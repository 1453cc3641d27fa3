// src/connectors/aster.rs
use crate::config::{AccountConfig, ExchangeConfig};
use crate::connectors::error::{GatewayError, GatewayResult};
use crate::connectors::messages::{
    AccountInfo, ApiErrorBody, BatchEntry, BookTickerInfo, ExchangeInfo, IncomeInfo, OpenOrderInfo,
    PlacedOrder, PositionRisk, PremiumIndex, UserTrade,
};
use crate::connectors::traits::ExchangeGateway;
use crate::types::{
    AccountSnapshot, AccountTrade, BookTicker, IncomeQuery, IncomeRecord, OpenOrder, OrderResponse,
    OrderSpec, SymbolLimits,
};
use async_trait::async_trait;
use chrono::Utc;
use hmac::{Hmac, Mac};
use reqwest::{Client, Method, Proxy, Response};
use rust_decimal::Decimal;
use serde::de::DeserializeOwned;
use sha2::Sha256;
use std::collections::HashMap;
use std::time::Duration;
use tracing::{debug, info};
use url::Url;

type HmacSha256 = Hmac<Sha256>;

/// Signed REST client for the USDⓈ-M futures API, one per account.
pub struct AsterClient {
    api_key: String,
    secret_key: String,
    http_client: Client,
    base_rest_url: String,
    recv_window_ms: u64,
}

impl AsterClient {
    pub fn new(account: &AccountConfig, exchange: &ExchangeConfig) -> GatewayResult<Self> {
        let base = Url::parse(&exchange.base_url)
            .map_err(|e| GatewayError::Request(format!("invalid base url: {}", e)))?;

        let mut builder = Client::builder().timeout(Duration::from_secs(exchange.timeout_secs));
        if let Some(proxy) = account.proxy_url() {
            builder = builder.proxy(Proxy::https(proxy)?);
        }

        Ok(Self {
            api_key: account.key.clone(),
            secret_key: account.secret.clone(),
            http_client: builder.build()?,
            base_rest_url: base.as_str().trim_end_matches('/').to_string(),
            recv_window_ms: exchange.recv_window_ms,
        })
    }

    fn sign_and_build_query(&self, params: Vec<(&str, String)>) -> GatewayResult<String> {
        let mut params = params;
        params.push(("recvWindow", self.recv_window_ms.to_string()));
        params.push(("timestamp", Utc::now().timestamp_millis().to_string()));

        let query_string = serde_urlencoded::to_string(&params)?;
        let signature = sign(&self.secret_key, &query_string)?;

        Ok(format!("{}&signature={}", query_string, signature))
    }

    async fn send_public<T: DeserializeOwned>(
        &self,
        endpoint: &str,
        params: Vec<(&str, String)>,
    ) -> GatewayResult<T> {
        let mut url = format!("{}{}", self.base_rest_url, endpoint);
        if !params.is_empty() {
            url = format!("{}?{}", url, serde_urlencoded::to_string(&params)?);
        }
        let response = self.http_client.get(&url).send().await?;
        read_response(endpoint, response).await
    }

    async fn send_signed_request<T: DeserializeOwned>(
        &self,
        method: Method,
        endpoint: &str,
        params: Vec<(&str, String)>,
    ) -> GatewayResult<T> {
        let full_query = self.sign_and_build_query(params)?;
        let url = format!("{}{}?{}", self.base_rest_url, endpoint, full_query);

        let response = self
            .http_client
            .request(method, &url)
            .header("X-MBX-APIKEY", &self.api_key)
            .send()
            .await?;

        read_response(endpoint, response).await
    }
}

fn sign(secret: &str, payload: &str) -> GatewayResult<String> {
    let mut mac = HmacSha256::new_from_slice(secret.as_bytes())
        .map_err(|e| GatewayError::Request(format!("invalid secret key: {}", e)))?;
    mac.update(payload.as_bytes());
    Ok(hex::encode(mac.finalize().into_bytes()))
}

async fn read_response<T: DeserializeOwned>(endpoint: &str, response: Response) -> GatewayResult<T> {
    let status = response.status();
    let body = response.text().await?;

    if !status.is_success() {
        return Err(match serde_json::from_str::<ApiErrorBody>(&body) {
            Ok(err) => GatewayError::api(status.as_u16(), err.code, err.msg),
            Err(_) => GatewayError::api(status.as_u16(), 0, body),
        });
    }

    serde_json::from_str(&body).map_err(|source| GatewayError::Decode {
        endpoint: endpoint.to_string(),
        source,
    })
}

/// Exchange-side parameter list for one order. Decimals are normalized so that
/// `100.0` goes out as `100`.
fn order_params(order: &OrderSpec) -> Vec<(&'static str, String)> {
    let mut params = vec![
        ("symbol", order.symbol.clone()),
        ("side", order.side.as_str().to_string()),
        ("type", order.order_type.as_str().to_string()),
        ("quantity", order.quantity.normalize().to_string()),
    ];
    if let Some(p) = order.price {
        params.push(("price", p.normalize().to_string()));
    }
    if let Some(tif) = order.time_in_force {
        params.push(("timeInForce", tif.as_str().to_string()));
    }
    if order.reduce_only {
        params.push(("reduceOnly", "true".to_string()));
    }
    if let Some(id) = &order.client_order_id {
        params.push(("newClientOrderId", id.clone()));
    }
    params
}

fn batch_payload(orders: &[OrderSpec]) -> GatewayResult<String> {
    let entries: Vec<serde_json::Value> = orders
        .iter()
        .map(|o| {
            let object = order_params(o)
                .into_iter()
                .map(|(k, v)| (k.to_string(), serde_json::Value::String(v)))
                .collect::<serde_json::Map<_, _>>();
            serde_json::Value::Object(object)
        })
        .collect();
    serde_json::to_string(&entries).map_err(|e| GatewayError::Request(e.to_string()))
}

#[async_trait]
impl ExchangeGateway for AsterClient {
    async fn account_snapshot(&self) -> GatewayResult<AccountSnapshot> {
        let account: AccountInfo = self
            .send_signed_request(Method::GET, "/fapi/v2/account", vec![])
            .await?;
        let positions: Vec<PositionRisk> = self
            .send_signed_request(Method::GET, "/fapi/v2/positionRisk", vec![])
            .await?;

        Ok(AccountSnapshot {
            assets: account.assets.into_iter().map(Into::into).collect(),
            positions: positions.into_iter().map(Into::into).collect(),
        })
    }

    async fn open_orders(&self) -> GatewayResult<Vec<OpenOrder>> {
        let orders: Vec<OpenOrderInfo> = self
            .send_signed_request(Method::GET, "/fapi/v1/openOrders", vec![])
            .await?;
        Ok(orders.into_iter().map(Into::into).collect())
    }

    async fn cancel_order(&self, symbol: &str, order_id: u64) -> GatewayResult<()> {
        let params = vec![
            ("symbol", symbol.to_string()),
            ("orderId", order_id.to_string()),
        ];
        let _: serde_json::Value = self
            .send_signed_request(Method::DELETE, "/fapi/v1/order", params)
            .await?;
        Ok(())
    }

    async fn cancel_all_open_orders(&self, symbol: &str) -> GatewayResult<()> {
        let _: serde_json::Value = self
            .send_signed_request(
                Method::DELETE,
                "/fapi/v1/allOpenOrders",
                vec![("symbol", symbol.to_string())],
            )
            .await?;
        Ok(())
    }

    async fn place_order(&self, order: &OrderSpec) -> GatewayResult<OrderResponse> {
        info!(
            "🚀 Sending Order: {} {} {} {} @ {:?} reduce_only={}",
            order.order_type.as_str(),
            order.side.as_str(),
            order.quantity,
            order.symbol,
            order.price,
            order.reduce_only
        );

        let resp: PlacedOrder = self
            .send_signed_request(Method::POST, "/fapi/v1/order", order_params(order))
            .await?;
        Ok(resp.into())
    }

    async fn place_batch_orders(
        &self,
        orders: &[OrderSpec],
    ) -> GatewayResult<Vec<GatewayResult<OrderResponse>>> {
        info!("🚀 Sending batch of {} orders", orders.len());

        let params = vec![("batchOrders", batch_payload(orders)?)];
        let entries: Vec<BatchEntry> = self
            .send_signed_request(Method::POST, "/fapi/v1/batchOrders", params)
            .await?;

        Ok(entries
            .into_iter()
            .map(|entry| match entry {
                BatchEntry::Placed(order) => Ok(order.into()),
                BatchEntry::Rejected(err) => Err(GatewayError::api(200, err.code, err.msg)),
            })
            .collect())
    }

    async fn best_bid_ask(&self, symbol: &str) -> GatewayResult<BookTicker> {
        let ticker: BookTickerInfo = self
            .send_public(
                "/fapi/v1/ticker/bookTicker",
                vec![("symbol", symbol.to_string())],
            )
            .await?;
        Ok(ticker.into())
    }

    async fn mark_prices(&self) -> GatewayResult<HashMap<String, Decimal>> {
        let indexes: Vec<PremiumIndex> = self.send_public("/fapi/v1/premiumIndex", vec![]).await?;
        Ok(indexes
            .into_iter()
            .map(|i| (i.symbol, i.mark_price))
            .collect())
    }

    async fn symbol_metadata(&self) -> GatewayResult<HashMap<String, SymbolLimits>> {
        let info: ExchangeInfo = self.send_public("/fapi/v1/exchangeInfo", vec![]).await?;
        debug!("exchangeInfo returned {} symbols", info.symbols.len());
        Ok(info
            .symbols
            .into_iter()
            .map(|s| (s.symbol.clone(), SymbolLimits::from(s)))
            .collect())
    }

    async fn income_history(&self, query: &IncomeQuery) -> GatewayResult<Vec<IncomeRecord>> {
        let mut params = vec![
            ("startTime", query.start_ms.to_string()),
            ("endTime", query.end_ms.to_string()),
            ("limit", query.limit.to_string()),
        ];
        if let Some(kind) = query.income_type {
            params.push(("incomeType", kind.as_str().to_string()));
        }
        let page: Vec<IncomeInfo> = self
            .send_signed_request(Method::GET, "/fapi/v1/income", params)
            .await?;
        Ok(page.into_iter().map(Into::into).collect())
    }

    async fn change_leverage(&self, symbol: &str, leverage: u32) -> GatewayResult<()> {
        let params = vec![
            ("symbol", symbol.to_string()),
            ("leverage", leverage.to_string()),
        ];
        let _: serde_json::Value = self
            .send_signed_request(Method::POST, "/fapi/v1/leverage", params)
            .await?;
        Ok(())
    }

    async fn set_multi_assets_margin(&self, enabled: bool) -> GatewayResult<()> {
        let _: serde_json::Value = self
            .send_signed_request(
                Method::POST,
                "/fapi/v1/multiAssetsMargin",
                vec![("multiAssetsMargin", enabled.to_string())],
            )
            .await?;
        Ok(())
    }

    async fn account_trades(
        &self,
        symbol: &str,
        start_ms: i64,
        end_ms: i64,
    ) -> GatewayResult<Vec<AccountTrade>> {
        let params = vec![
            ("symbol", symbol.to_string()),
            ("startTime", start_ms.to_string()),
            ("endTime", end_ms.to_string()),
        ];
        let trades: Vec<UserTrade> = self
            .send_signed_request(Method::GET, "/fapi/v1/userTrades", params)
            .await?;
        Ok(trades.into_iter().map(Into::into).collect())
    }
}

• • • •

TASK DIRECTIONS
Give every line of the material that includes the string "DELETE".

SOLUTION FOR THIS PROBLEM
            .send_signed_request(Method::DELETE, "/fapi/v1/order", params)
                Method::DELETE,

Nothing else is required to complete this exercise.